Data shown Start Marker

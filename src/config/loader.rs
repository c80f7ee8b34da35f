//! Configuration loading from disk and the environment.

use std::fs;
use std::path::Path;
use thiserror::Error;

use crate::config::schema::{ApiKey, ProxyConfig};
use crate::config::validation::{validate_config, ValidationError};
use crate::proxy::provider::Provider;

/// Environment variable naming an optional TOML config file.
pub const CONFIG_PATH_ENV: &str = "NEWS_PROXY_CONFIG";

/// Error type for configuration loading.
#[derive(Debug, Error)]
pub enum ConfigError {
    #[error("IO error: {0}")]
    Io(#[from] std::io::Error),

    #[error("Parse error: {0}")]
    Parse(#[from] toml::de::Error),

    #[error("invalid PORT value '{0}'")]
    InvalidPort(String),

    #[error("Validation failed: {}", join_errors(.0))]
    Validation(Vec<ValidationError>),
}

fn join_errors(errors: &[ValidationError]) -> String {
    errors
        .iter()
        .map(ToString::to_string)
        .collect::<Vec<_>>()
        .join(", ")
}

/// Load and validate configuration.
///
/// Sources in increasing precedence: defaults, the TOML file at `path` (if
/// any), then process environment variables.
pub fn load_config(path: Option<&Path>) -> Result<ProxyConfig, ConfigError> {
    let mut config = match path {
        Some(path) => parse_file(path)?,
        None => ProxyConfig::default(),
    };

    apply_env_overrides(&mut config, |name| std::env::var(name).ok())?;
    validate_config(&config).map_err(ConfigError::Validation)?;

    Ok(config)
}

fn parse_file(path: &Path) -> Result<ProxyConfig, ConfigError> {
    let content = fs::read_to_string(path)?;
    Ok(toml::from_str(&content)?)
}

/// Overlay environment-provided settings on `config`.
///
/// `lookup` abstracts `std::env::var` so tests do not touch the process
/// environment. Empty values are ignored.
pub fn apply_env_overrides<F>(config: &mut ProxyConfig, lookup: F) -> Result<(), ConfigError>
where
    F: Fn(&str) -> Option<String>,
{
    let get = |name: &str| lookup(name).filter(|v| !v.trim().is_empty());

    if let Some(port) = get("PORT") {
        let port: u16 = port
            .trim()
            .parse()
            .map_err(|_| ConfigError::InvalidPort(port.clone()))?;
        let host = config
            .listener
            .bind_address
            .rsplit_once(':')
            .map(|(host, _)| host.to_string())
            .unwrap_or_else(|| "0.0.0.0".to_string());
        config.listener.bind_address = format!("{}:{}", host, port);
    }

    if let Some(origins) = get("ALLOWED_ORIGINS") {
        config.cors.allowed_origins = origins
            .split(',')
            .map(str::trim)
            .filter(|o| !o.is_empty())
            .map(String::from)
            .collect();
    }

    if let Some(level) = get("LOG_LEVEL") {
        config.observability.log_level = level;
    }

    for provider in Provider::ALL {
        if let Some(key) = get(provider.spec().key_env_var) {
            config.providers.get_mut(provider).api_key = Some(ApiKey::new(key.trim()));
        }
    }

    Ok(())
}
//! Structured logging.
//!
//! # Responsibilities
//! - Initialize logging subsystem
//! - Configure log level from config, overridable at runtime via `RUST_LOG`
//!
//! # Design Decisions
//! - Uses tracing crate for structured logging
//! - Upstream URLs and API keys are never logged

use tracing_subscriber::{layer::SubscriberExt, util::SubscriberInitExt, EnvFilter};

use crate::config::schema::ObservabilityConfig;

/// Default filter when `RUST_LOG` is unset.
pub fn default_filter(config: &ObservabilityConfig) -> String {
    let level = config.log_level.trim().to_ascii_lowercase();
    format!("news_proxy={level},tower_http={level}")
}

/// Install the global tracing subscriber. Call once, from `main`.
pub fn init_logging(config: &ObservabilityConfig) {
    tracing_subscriber::registry()
        .with(
            EnvFilter::try_from_default_env().unwrap_or_else(|_| default_filter(config).into()),
        )
        .with(tracing_subscriber::fmt::layer())
        .init();
}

Data shown End Marker

◆ Task prompt ◆
Lines from the start of the records through the one containing "if let Some(port)" are what should be retyped, exactly and in full, both ends included.

◆ Answer box ◆
filename src/config/loader.rs
repository c80f7ee8b34da35f
//! Configuration loading from disk and the environment.

use std::fs;
use std::path::Path;
use thiserror::Error;

use crate::config::schema::{ApiKey, ProxyConfig};
use crate::config::validation::{validate_config, ValidationError};
use crate::proxy::provider::Provider;

/// Environment variable naming an optional TOML config file.
pub const CONFIG_PATH_ENV: &str = "NEWS_PROXY_CONFIG";

/// Error type for configuration loading.
#[derive(Debug, Error)]
pub enum ConfigError {
    #[error("IO error: {0}")]
    Io(#[from] std::io::Error),

    #[error("Parse error: {0}")]
    Parse(#[from] toml::de::Error),

    #[error("invalid PORT value '{0}'")]
    InvalidPort(String),

    #[error("Validation failed: {}", join_errors(.0))]
    Validation(Vec<ValidationError>),
}

fn join_errors(errors: &[ValidationError]) -> String {
    errors
        .iter()
        .map(ToString::to_string)
        .collect::<Vec<_>>()
        .join(", ")
}

/// Load and validate configuration.
///
/// Sources in increasing precedence: defaults, the TOML file at `path` (if
/// any), then process environment variables.
pub fn load_config(path: Option<&Path>) -> Result<ProxyConfig, ConfigError> {
    let mut config = match path {
        Some(path) => parse_file(path)?,
        None => ProxyConfig::default(),
    };

    apply_env_overrides(&mut config, |name| std::env::var(name).ok())?;
    validate_config(&config).map_err(ConfigError::Validation)?;

    Ok(config)
}

fn parse_file(path: &Path) -> Result<ProxyConfig, ConfigError> {
    let content = fs::read_to_string(path)?;
    Ok(toml::from_str(&content)?)
}

/// Overlay environment-provided settings on `config`.
///
/// `lookup` abstracts `std::env::var` so tests do not touch the process
/// environment. Empty values are ignored.
pub fn apply_env_overrides<F>(config: &mut ProxyConfig, lookup: F) -> Result<(), ConfigError>
where
    F: Fn(&str) -> Option<String>,
{
    let get = |name: &str| lookup(name).filter(|v| !v.trim().is_empty());

    if let Some(port) = get("PORT") {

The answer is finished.